→ The problem
Only lines holding "GlobalHandle" are needed; copy each of them from the data below.

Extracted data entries

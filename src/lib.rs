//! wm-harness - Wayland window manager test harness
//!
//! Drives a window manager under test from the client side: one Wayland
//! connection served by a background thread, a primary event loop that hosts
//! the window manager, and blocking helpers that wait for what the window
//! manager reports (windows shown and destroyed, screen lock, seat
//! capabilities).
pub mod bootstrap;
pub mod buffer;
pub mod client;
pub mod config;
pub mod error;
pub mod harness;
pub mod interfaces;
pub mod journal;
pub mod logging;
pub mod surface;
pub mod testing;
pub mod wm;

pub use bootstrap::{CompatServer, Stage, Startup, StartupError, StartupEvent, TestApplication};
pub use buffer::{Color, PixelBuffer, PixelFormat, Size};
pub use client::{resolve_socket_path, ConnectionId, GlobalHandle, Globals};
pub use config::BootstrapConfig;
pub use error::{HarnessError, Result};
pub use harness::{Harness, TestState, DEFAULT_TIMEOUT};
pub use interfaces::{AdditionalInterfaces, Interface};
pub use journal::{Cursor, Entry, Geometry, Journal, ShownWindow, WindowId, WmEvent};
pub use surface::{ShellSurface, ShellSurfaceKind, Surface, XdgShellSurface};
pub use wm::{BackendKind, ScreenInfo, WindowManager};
--
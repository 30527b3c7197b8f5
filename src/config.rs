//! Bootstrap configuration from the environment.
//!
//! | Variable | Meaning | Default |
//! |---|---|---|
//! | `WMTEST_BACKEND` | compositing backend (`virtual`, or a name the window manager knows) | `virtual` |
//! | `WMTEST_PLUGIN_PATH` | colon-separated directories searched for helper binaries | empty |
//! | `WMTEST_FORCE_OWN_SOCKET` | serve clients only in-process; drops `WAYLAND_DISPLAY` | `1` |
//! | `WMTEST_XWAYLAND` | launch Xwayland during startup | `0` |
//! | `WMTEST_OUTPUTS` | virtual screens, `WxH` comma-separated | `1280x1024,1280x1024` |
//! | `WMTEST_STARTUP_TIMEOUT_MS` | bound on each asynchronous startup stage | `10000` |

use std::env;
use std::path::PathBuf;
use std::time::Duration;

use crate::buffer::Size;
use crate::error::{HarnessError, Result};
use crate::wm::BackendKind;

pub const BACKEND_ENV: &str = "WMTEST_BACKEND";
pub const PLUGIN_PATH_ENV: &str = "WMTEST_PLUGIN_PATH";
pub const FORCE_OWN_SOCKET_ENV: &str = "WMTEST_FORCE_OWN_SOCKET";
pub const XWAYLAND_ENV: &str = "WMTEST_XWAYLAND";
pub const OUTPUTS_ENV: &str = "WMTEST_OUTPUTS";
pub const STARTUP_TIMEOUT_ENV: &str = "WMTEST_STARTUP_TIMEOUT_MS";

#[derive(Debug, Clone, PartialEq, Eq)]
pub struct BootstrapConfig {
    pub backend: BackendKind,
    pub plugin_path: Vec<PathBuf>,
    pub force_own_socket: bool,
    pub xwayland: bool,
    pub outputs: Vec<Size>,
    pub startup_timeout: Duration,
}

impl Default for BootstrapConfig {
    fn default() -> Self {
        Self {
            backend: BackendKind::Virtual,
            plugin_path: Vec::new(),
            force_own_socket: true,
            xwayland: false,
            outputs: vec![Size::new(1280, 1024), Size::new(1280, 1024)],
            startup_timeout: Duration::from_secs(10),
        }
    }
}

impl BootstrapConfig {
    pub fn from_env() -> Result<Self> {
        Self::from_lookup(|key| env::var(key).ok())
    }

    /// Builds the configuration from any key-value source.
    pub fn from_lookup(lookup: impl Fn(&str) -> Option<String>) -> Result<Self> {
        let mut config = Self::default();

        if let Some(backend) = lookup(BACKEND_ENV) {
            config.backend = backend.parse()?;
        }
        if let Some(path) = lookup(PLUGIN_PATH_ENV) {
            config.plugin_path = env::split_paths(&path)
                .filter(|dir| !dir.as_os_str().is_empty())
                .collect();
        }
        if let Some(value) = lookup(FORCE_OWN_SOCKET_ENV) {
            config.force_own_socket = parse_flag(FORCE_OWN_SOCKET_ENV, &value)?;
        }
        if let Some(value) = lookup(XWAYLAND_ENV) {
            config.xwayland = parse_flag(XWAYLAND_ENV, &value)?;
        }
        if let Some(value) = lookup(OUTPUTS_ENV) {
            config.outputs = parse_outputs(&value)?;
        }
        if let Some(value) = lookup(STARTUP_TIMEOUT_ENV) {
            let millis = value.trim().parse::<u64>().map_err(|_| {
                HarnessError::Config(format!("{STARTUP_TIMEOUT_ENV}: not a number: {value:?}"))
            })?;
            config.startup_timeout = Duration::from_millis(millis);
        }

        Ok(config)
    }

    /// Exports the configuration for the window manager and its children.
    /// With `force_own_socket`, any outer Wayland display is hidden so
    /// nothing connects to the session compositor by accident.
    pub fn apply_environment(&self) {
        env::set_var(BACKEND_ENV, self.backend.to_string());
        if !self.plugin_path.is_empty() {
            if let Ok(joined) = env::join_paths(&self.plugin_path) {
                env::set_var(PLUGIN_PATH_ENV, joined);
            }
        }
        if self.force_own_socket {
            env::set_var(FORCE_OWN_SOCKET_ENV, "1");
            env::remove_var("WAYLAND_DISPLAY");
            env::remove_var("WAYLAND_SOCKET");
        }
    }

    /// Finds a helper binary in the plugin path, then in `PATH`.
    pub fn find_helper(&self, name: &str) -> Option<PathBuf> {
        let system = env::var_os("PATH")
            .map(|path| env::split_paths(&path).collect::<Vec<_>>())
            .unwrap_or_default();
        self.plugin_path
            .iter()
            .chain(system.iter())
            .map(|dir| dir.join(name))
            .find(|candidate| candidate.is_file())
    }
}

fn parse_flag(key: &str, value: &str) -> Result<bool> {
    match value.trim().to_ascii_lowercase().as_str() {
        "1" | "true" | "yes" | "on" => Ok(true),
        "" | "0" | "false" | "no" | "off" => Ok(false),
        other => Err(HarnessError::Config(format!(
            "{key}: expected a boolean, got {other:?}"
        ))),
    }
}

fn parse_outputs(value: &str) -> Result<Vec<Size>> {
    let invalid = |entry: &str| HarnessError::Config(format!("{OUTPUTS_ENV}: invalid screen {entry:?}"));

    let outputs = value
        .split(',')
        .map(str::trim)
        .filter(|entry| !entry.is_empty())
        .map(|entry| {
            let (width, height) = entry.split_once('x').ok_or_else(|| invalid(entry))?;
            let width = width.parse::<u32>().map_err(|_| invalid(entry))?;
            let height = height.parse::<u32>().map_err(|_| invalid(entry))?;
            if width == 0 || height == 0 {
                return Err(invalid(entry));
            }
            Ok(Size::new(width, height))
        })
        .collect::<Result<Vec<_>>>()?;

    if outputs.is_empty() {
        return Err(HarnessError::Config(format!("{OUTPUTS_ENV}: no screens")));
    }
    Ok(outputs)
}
* * *
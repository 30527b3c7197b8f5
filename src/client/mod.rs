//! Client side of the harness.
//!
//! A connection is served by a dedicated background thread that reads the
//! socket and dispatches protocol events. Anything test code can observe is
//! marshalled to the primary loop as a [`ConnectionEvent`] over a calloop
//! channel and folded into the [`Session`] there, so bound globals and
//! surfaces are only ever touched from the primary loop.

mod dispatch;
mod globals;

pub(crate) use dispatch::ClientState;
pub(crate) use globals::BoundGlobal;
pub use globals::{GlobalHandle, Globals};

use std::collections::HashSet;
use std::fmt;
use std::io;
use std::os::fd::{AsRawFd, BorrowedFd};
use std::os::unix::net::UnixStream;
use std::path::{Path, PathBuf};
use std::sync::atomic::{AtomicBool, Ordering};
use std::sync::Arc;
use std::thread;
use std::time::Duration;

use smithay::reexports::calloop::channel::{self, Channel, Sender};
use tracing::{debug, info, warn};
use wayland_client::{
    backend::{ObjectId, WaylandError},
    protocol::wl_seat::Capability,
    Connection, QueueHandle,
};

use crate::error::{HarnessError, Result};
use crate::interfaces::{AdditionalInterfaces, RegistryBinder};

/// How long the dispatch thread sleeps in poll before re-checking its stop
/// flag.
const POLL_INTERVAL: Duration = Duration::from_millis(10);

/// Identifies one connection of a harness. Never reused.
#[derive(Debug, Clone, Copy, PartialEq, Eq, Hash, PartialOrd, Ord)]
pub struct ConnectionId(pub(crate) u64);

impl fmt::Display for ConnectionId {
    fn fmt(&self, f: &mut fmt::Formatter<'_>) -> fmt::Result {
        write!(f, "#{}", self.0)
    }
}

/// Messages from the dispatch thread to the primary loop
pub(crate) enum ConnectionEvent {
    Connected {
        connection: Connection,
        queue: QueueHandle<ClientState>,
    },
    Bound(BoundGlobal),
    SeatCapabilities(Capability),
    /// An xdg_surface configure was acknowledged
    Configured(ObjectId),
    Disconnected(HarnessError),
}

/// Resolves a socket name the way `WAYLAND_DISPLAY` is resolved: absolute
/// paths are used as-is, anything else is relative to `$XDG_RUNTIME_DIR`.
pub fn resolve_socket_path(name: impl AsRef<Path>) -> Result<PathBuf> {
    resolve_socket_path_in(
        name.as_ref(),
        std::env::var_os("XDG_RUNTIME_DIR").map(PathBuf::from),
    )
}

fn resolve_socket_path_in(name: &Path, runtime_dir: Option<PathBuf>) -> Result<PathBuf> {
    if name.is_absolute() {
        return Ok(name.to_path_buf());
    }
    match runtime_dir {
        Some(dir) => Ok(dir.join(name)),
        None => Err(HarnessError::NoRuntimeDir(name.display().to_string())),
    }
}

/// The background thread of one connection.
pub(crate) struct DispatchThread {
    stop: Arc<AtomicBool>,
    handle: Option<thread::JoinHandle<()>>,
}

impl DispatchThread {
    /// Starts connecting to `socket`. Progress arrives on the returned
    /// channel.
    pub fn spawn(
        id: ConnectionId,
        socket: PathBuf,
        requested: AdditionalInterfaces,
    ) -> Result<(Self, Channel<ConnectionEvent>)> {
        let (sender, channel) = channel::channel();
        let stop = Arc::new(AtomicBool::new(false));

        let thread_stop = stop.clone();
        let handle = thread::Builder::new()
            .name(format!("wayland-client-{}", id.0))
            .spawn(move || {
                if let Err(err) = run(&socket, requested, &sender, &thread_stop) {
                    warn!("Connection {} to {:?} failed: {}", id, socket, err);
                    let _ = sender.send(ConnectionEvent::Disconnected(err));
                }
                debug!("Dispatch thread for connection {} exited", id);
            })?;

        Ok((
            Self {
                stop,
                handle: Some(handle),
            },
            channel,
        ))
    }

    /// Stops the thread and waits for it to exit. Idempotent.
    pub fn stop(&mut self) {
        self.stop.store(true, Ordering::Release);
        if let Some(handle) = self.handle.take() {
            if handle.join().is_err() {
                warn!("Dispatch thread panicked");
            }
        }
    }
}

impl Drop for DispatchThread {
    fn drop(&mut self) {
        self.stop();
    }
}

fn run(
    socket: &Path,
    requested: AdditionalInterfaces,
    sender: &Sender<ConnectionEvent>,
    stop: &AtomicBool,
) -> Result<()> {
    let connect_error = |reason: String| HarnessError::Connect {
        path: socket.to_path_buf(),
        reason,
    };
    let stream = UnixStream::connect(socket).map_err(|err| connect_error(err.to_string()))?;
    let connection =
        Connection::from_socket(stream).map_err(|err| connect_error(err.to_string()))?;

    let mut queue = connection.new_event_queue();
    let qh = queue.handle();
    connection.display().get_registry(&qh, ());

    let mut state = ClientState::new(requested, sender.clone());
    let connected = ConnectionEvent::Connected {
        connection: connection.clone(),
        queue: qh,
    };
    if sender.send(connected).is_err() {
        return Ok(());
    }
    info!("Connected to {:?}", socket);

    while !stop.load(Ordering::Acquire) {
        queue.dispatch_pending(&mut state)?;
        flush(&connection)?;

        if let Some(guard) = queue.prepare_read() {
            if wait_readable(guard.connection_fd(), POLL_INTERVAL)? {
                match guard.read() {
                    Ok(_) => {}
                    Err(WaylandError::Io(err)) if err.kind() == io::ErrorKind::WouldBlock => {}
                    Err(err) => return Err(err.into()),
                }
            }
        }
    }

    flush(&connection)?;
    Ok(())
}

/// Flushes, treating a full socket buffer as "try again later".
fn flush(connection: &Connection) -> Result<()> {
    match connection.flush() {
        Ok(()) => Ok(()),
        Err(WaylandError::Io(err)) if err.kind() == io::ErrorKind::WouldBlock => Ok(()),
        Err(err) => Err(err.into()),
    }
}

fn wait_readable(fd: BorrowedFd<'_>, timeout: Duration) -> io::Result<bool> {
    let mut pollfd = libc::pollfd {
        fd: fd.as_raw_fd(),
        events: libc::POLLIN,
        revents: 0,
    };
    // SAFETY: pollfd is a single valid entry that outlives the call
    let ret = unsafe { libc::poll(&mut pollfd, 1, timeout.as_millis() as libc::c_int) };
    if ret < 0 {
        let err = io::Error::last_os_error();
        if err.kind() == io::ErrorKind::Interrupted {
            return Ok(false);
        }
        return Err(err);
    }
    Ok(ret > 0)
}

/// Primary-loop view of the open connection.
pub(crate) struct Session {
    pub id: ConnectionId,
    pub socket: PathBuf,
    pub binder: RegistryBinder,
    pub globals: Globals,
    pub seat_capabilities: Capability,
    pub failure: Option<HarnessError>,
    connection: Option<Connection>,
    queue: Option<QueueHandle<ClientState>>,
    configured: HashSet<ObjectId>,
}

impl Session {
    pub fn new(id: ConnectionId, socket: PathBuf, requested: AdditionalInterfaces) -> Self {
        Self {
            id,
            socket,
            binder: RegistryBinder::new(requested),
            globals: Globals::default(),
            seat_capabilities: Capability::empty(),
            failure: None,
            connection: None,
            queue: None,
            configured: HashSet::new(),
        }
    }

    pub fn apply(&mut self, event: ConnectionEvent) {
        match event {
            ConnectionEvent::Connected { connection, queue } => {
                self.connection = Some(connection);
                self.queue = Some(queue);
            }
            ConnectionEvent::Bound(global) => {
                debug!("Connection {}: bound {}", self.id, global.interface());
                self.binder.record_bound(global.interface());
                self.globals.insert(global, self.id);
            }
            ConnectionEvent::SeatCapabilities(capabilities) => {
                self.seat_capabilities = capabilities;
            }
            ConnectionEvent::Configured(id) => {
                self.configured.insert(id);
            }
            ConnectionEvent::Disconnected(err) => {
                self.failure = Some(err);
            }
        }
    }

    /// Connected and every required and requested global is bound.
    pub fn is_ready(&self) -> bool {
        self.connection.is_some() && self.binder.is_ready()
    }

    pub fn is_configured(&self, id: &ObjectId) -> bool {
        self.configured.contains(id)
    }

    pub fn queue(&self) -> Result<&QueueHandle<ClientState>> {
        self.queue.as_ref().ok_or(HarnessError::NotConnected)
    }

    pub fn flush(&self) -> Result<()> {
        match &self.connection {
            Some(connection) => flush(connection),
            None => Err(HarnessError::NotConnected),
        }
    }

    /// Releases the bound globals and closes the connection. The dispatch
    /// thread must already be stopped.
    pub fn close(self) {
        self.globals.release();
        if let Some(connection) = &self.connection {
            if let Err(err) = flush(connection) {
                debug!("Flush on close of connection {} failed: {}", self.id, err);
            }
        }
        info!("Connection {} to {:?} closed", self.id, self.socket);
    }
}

→ Response area
pub use client::{resolve_socket_path, ConnectionId, GlobalHandle, Globals};
pub use globals::{GlobalHandle, Globals};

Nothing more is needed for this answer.